AI Fisik Membangkitkan Kembali Industri Manufaktur AS

Financial Times Companies •
×

Di rangkaian pemasangan pabrik kompor GE Appliances berukuran 1,1 juta kaki persegi di La Fayette, Georgia, manusia dan robot bekerja berdampingan. Lengan otomatis besar membalikkan kompor ke bawah sehingga pekerja dapat mengkabel dasarnya, menghasilkan satu unit setiap 15 detik. Bill Good, kepala produksi di perusahaan yang dimiliki Cina, mengatakan sistem visi AI tidak lelah atau melewatkan cacat, berbeda dengan pemeriksa manusia.

Dia sedang mengembangkan simulasi digital langsung dari semua proses pabrik untuk mendiagnosis dan memperbaiki masalah secara real-time. Pendiri Nvidia, Jensen Huang, memprediksi setiap perusahaan industri akan menjadi perusahaan robotika seiring AI meluas ke dunia fisik. Elon Musk menginvestasikan puluhan miliar dolar dalam peralihan Tesla ke robotaksi dan humanoid.

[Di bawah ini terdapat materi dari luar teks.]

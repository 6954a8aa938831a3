// ============================================================
// Layer 6 — Metrics Logger
// ============================================================
// Appends one CSV row per training epoch.
//
//   epoch,train_loss,val_loss,lr,grad_norm,tokens
//   1,2.904118,2.871502,0.000600,0.8312,10752
//   2,2.415530,,0.000598,0.6047,21504
//
// val_loss is left empty when the run has no validation split.

use std::{
    fs::{self, OpenOptions},
    io::Write,
    path::{Path, PathBuf},
};

use serde::{Deserialize, Serialize};

use crate::error::Result;

const HEADER: &str = "epoch,train_loss,val_loss,lr,grad_norm,tokens";

/// One row of metrics data for a single training epoch
#[derive(Debug, Clone, PartialEq, Serialize, Deserialize)]
pub struct EpochMetrics {
    pub epoch:      usize,
    /// Mean masked loss over the epoch's training batches
    pub train_loss: f64,
    pub val_loss:   Option<f64>,
    /// Rate in effect at the end of the epoch
    pub lr:         f64,
    /// Mean pre-clip global gradient norm over the epoch's steps
    pub grad_norm:  f64,
    /// Cumulative supervised tokens processed so far
    pub tokens:     u64,
}

impl EpochMetrics {
    /// Only a validation loss below the best so far counts.
    pub fn is_improvement(&self, best_val_loss: f64) -> bool {
        self.val_loss.is_some_and(|v| v < best_val_loss)
    }

    fn csv_row(&self) -> String {
        let val = self.val_loss.map(|v| format!("{v:.6}")).unwrap_or_default();
        format!(
            "{},{:.6},{},{:.6},{:.4},{}",
            self.epoch, self.train_loss, val, self.lr, self.grad_norm, self.tokens
        )
    }
}

pub struct MetricsLogger {
    csv_path: PathBuf,
}

impl MetricsLogger {
    /// Writes the header only when the file does not exist yet, so
    /// several runs can share one log.
    pub fn new(dir: impl AsRef<Path>) -> Result<Self> {
        let dir = dir.as_ref();
        fs::create_dir_all(dir)?;
        let csv_path = dir.join("metrics.csv");

        if !csv_path.exists() {
            let mut f = fs::File::create(&csv_path)?;
            writeln!(f, "{HEADER}")?;
            tracing::debug!("Created metrics CSV: '{}'", csv_path.display());
        }
        Ok(Self { csv_path })
    }

    pub fn log(&self, m: &EpochMetrics) -> Result<()> {
        let mut f = OpenOptions::new().append(true).open(&self.csv_path)?;
        writeln!(f, "{}", m.csv_row())?;
        tracing::debug!("Logged epoch {} metrics to '{}'", m.epoch, self.csv_path.display());
        Ok(())
    }

    pub fn csv_path(&self) -> &Path {
        &self.csv_path
    }
}
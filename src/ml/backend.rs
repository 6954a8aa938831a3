//! Backend selection.
//!
//! NdArray on the CPU by default; the `wgpu` feature switches to the
//! GPU backend. Training always wraps the inference backend in
//! `Autodiff`.

use burn::backend::Autodiff;

#[cfg(not(feature = "wgpu"))]
mod backend_impl {
    pub use burn::backend::ndarray::{NdArray, NdArrayDevice};
    pub type InferBackend = NdArray;

    pub fn get_device() -> NdArrayDevice {
        NdArrayDevice::Cpu
    }
}

#[cfg(feature = "wgpu")]
mod backend_impl {
    pub use burn::backend::wgpu::{Wgpu, WgpuDevice};
    pub type InferBackend = Wgpu<f32, i32>;

    pub fn get_device() -> WgpuDevice {
        WgpuDevice::BestAvailable
    }
}

pub use backend_impl::{get_device, InferBackend};

pub type TrainBackend = Autodiff<InferBackend>;
//! Shared helpers for integration tests.

#![allow(dead_code)]

use burn::backend::{
    ndarray::{NdArray, NdArrayDevice},
    Autodiff,
};

use birthplace_gpt::ml::{
    attention::{AttentionKind, SynthesisMode},
    model::GptConfig,
};

pub type TestBackend = NdArray;
pub type TrainTestBackend = Autodiff<NdArray>;

pub fn test_device() -> NdArrayDevice {
    NdArrayDevice::Cpu
}

/// 2 layers, 2 heads, width 32, no dropout.
pub fn tiny_config(vocab_size: usize, block_size: usize) -> GptConfig {
    GptConfig::new(vocab_size, block_size)
        .with_n_layer(2)
        .with_n_head(2)
        .with_n_embd(32)
        .with_dropout(0.0)
}

pub fn all_variants() -> Vec<(AttentionKind, SynthesisMode)> {
    vec![
        (AttentionKind::Causal, SynthesisMode::Dense),
        (AttentionKind::Synthesizer, SynthesisMode::Dense),
        (AttentionKind::Synthesizer, SynthesisMode::Random),
    ]
}

const FIRST: [&str; 10] = ["Ada", "Alan", "Bea", "Cy", "Dot", "Eve", "Fay", "Gus", "Hal", "Ivy"];
const LAST: [&str; 10] = ["Ng", "Li", "Ox", "Wu", "Yi", "Bo", "Jo", "Ko", "Mo", "Pi"];
const PLACES: [&str; 10] = ["Oslo", "Rome", "Lima", "Kyiv", "Baku", "Doha", "Riga", "Bern", "Graz", "Nice"];

/// 100 "name<TAB>place" lines; the place is decided by the surname.
pub fn synthetic_pairs() -> String {
    let mut lines = Vec::with_capacity(100);
    for first in FIRST {
        for (last, place) in LAST.iter().zip(PLACES) {
            lines.push(format!("{first} {last}\t{place}"));
        }
    }
    lines.join("\n")
}

/// A pretraining corpus whose vocabulary covers `synthetic_pairs`.
pub fn synthetic_corpus() -> String {
    synthetic_pairs().replace('\t', " was born in ")
}

/// Elementwise comparison of two float vectors.
pub fn assert_close(a: &[f32], b: &[f32], tol: f32) {
    assert_eq!(a.len(), b.len(), "length mismatch");
    for (i, (x, y)) in a.iter().zip(b).enumerate() {
        assert!((x - y).abs() <= tol, "index {i}: {x} vs {y}");
    }
}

Deepu Talla, wakil presiden robotika dan AI tepi Nvidia, memperkirakan pendapatan terkait AI fisik akan tumbuh dari $10 miliar menjadi $100 miliar dalam satu dekade ke depan, dengan menyebutkan bahwa 90% tindakan global terjadi di dunia fisik. Chris Miller, sejarawan ekonomi dari Universitas Tufts, berpendapat AS harus menerapkan AI secara lebih efektif daripada China untuk kembali menguasai industri manufaktur. Pentagon melihat AI fisik sebagai penting untuk memulihkan basis industri pertahanan tengah kekurangan amunisi dan persaingan dari Cina.

Kontraktor pertahanan menyisipkan AI di pabrik, sementara startup menawarkan pencetakan 3D dan robot seperti gecko untuk inspeksi kroket kapal selam. Serikat pekerja memperingatkan tren ini berisiko menghancurkan pekerja biru karena otomatisasi menyerap keuntungan produktivitas. Ed Wytkind, konsultan senior Institut Teknologi AFL-CIO, memperingatkan terhadap penggunaan AI yang berbahaya dan mengurangi keterampilan, dan menekankan bahwa pekerja — bukan miljenar teknologi — harus membentuk masa depan pekerjaan.

Di Cherokee, Alabama, Hadrian, startup AI fisik yang didirikan oleh Chris Power dari Australia, sedang membangun fasilitas di lokasi bekas gerbong kereta api untuk mengotomatisasi pengelasan, fabrikasi, dan tugas mesin menggunakan koordinasi AI.